**WHAT YOU HAVE TO DO**
Please return every line of the listing. Keep each one exact.

**MATERIAL FOR THE TASK**

-*-

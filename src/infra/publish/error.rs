use std::{io, path::PathBuf};

use newsdesk_api_types::ApiErrorEntry;
use thiserror::Error;

#[derive(Debug, Error)]
pub enum PublishError {
    #[error("article document is empty")]
    EmptyDocument,
    #[error("failed to read bundle {}: {source}", path.display())]
    Bundle {
        path: PathBuf,
        #[source]
        source: io::Error,
    },
    #[error("api secret is not valid base64: {0}")]
    InvalidSecret(#[source] base64::DecodeError),
    #[error("api secret rejected by hmac: {0}")]
    InvalidKeyLength(String),
    #[error("invalid api url: {0}")]
    Url(#[from] url::ParseError),
    #[error("failed to format request date: {0}")]
    Date(#[from] time::error::Format),
    #[error("transport error: {0}")]
    Transport(#[from] reqwest::Error),
    #[error(
        "server clock not synchronized with the publishing API; check the system time and retry"
    )]
    ClockSkew,
    #[error(
        "article already published{}: {message}",
        .existing_id.as_deref().map(|id| format!(" as {id}")).unwrap_or_default()
    )]
    Duplicate {
        existing_id: Option<String>,
        message: String,
    },
    #[error("api error ({status}): {message}")]
    Api {
        status: u16,
        message: String,
        errors: Vec<ApiErrorEntry>,
    },
    #[error("unexpected response ({status}): {body}")]
    UnexpectedResponse { status: u16, body: String },
    #[error("failed to decode response: {0}")]
    Decode(#[from] serde_json::Error),
}
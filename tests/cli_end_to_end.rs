use std::{fs, path::Path};

use assert_cmd::Command;
use httpmock::MockServer;
use predicates::str::contains;
use tempfile::TempDir;

const CONTENT: &str = r#"{"id":"42","title":"Headline","body":"<p>Hello <b>world</b></p>","byline":"By Ann Writer"}"#;

fn workdir() -> TempDir {
    let dir = tempfile::tempdir().expect("workdir");
    fs::write(dir.path().join("content.json"), CONTENT).expect("content");
    dir
}

fn newsdesk(dir: &Path) -> Command {
    let mut cmd = Command::new(assert_cmd::cargo::cargo_bin!("newsdesk"));
    cmd.current_dir(dir)
        .env_remove("NEWSDESK_CONFIG_FILE")
        .env_remove("NEWSDESK__API__BASE_URL")
        .env_remove("NEWSDESK__API__CHANNEL_ID")
        .env_remove("NEWSDESK__API__KEY")
        .env_remove("NEWSDESK__API__SECRET")
        .env("NEWSDESK__EXPORT__WORKSPACE_ROOT", dir.join("scratch"));
    cmd
}

#[test]
fn export_prints_article_json() {
    let dir = workdir();
    let assert = newsdesk(dir.path())
        .arg("export")
        .arg("content.json")
        .assert()
        .success();

    let output = String::from_utf8_lossy(&assert.get_output().stdout);
    assert!(output.contains(r#""role":"title""#));
    assert!(output.contains(r#""text":"Hello **world**\n""#));
    assert!(output.contains(r#""identifier":"content-42""#));

    let scratch = dir.path().join("scratch");
    assert_eq!(fs::read_dir(scratch).expect("scratch").count(), 0);
}

#[test]
fn export_to_output_directory() {
    let dir = workdir();
    newsdesk(dir.path())
        .arg("export")
        .arg("content.json")
        .arg("--output")
        .arg("out")
        .assert()
        .success();

    let article = fs::read_to_string(dir.path().join("out/article.json")).expect("article");
    assert!(article.contains(r#""authors":["By Ann Writer"]"#));
}

#[test]
fn fetch_works_end_to_end() {
    let server = MockServer::start();
    let mock = server.mock(|when, then| {
        when.method("GET")
            .path("/articles/a1")
            .header_exists("authorization");
        then.status(200)
            .header("content-type", "application/json")
            .body(r#"{"data":{"id":"a1","createdAt":"2024-05-01T10:00:00Z","modifiedAt":"2024-05-01T10:00:00Z","revision":"r1","shareUrl":"https://news.example.com/a1"}}"#);
    });

    let dir = workdir();
    let assert = newsdesk(dir.path())
        .env("NEWSDESK__API__BASE_URL", server.base_url())
        .env("NEWSDESK__API__CHANNEL_ID", "chan")
        .env("NEWSDESK__API__KEY", "key-1")
        .env("NEWSDESK__API__SECRET", "c2VjcmV0LWtleQ==")
        .arg("fetch")
        .arg("a1")
        .assert()
        .success();

    let output = String::from_utf8_lossy(&assert.get_output().stdout);
    assert!(output.contains(r#""revision": "r1""#));
    mock.assert();
}

#[test]
fn missing_api_settings_fail_fast() {
    let dir = workdir();
    newsdesk(dir.path())
        .arg("fetch")
        .arg("a1")
        .assert()
        .failure()
        .stderr(contains("api.base_url"));
}

#[test]
fn unreadable_content_file_fails() {
    let dir = workdir();
    newsdesk(dir.path())
        .arg("export")
        .arg("missing.json")
        .assert()
        .failure()
        .stderr(contains("missing.json"));
}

-*-

**RESULT FOR THIS EXERCISE**
filename src/infra/publish/error.rs
use std::{io, path::PathBuf};

use newsdesk_api_types::ApiErrorEntry;
use thiserror::Error;

#[derive(Debug, Error)]
pub enum PublishError {
    #[error("article document is empty")]
    EmptyDocument,
    #[error("failed to read bundle {}: {source}", path.display())]
    Bundle {
        path: PathBuf,
        #[source]
        source: io::Error,
    },
    #[error("api secret is not valid base64: {0}")]
    InvalidSecret(#[source] base64::DecodeError),
    #[error("api secret rejected by hmac: {0}")]
    InvalidKeyLength(String),
    #[error("invalid api url: {0}")]
    Url(#[from] url::ParseError),
    #[error("failed to format request date: {0}")]
    Date(#[from] time::error::Format),
    #[error("transport error: {0}")]
    Transport(#[from] reqwest::Error),
    #[error(
        "server clock not synchronized with the publishing API; check the system time and retry"
    )]
    ClockSkew,
    #[error(
        "article already published{}: {message}",
        .existing_id.as_deref().map(|id| format!(" as {id}")).unwrap_or_default()
    )]
    Duplicate {
        existing_id: Option<String>,
        message: String,
    },
    #[error("api error ({status}): {message}")]
    Api {
        status: u16,
        message: String,
        errors: Vec<ApiErrorEntry>,
    },
    #[error("unexpected response ({status}): {body}")]
    UnexpectedResponse { status: u16, body: String },
    #[error("failed to decode response: {0}")]
    Decode(#[from] serde_json::Error),
}
filename tests/cli_end_to_end.rs
use std::{fs, path::Path};

use assert_cmd::Command;
use httpmock::MockServer;
use predicates::str::contains;
use tempfile::TempDir;

const CONTENT: &str = r#"{"id":"42","title":"Headline","body":"<p>Hello <b>world</b></p>","byline":"By Ann Writer"}"#;

fn workdir() -> TempDir {
    let dir = tempfile::tempdir().expect("workdir");
    fs::write(dir.path().join("content.json"), CONTENT).expect("content");
    dir
}

fn newsdesk(dir: &Path) -> Command {
    let mut cmd = Command::new(assert_cmd::cargo::cargo_bin!("newsdesk"));
    cmd.current_dir(dir)
        .env_remove("NEWSDESK_CONFIG_FILE")
        .env_remove("NEWSDESK__API__BASE_URL")
        .env_remove("NEWSDESK__API__CHANNEL_ID")
        .env_remove("NEWSDESK__API__KEY")
        .env_remove("NEWSDESK__API__SECRET")
        .env("NEWSDESK__EXPORT__WORKSPACE_ROOT", dir.join("scratch"));
    cmd
}

#[test]
fn export_prints_article_json() {
    let dir = workdir();
    let assert = newsdesk(dir.path())
        .arg("export")
        .arg("content.json")
        .assert()
        .success();

    let output = String::from_utf8_lossy(&assert.get_output().stdout);
    assert!(output.contains(r#""role":"title""#));
    assert!(output.contains(r#""text":"Hello **world**\n""#));
    assert!(output.contains(r#""identifier":"content-42""#));

    let scratch = dir.path().join("scratch");
    assert_eq!(fs::read_dir(scratch).expect("scratch").count(), 0);
}

#[test]
fn export_to_output_directory() {
    let dir = workdir();
    newsdesk(dir.path())
        .arg("export")
        .arg("content.json")
        .arg("--output")
        .arg("out")
        .assert()
        .success();

    let article = fs::read_to_string(dir.path().join("out/article.json")).expect("article");
    assert!(article.contains(r#""authors":["By Ann Writer"]"#));
}

#[test]
fn fetch_works_end_to_end() {
    let server = MockServer::start();
    let mock = server.mock(|when, then| {
        when.method("GET")
            .path("/articles/a1")
            .header_exists("authorization");
        then.status(200)
            .header("content-type", "application/json")
            .body(r#"{"data":{"id":"a1","createdAt":"2024-05-01T10:00:00Z","modifiedAt":"2024-05-01T10:00:00Z","revision":"r1","shareUrl":"https://news.example.com/a1"}}"#);
    });

    let dir = workdir();
    let assert = newsdesk(dir.path())
        .env("NEWSDESK__API__BASE_URL", server.base_url())
        .env("NEWSDESK__API__CHANNEL_ID", "chan")
        .env("NEWSDESK__API__KEY", "key-1")
        .env("NEWSDESK__API__SECRET", "c2VjcmV0LWtleQ==")
        .arg("fetch")
        .arg("a1")
        .assert()
        .success();

    let output = String::from_utf8_lossy(&assert.get_output().stdout);
    assert!(output.contains(r#""revision": "r1""#));
    mock.assert();
}

#[test]
fn missing_api_settings_fail_fast() {
    let dir = workdir();
    newsdesk(dir.path())
        .arg("fetch")
        .arg("a1")
        .assert()
        .failure()
        .stderr(contains("api.base_url"));
}

#[test]
fn unreadable_content_file_fails() {
    let dir = workdir();
    newsdesk(dir.path())
        .arg("export")
        .arg("missing.json")
        .assert()
        .failure()
        .stderr(contains("missing.json"));
}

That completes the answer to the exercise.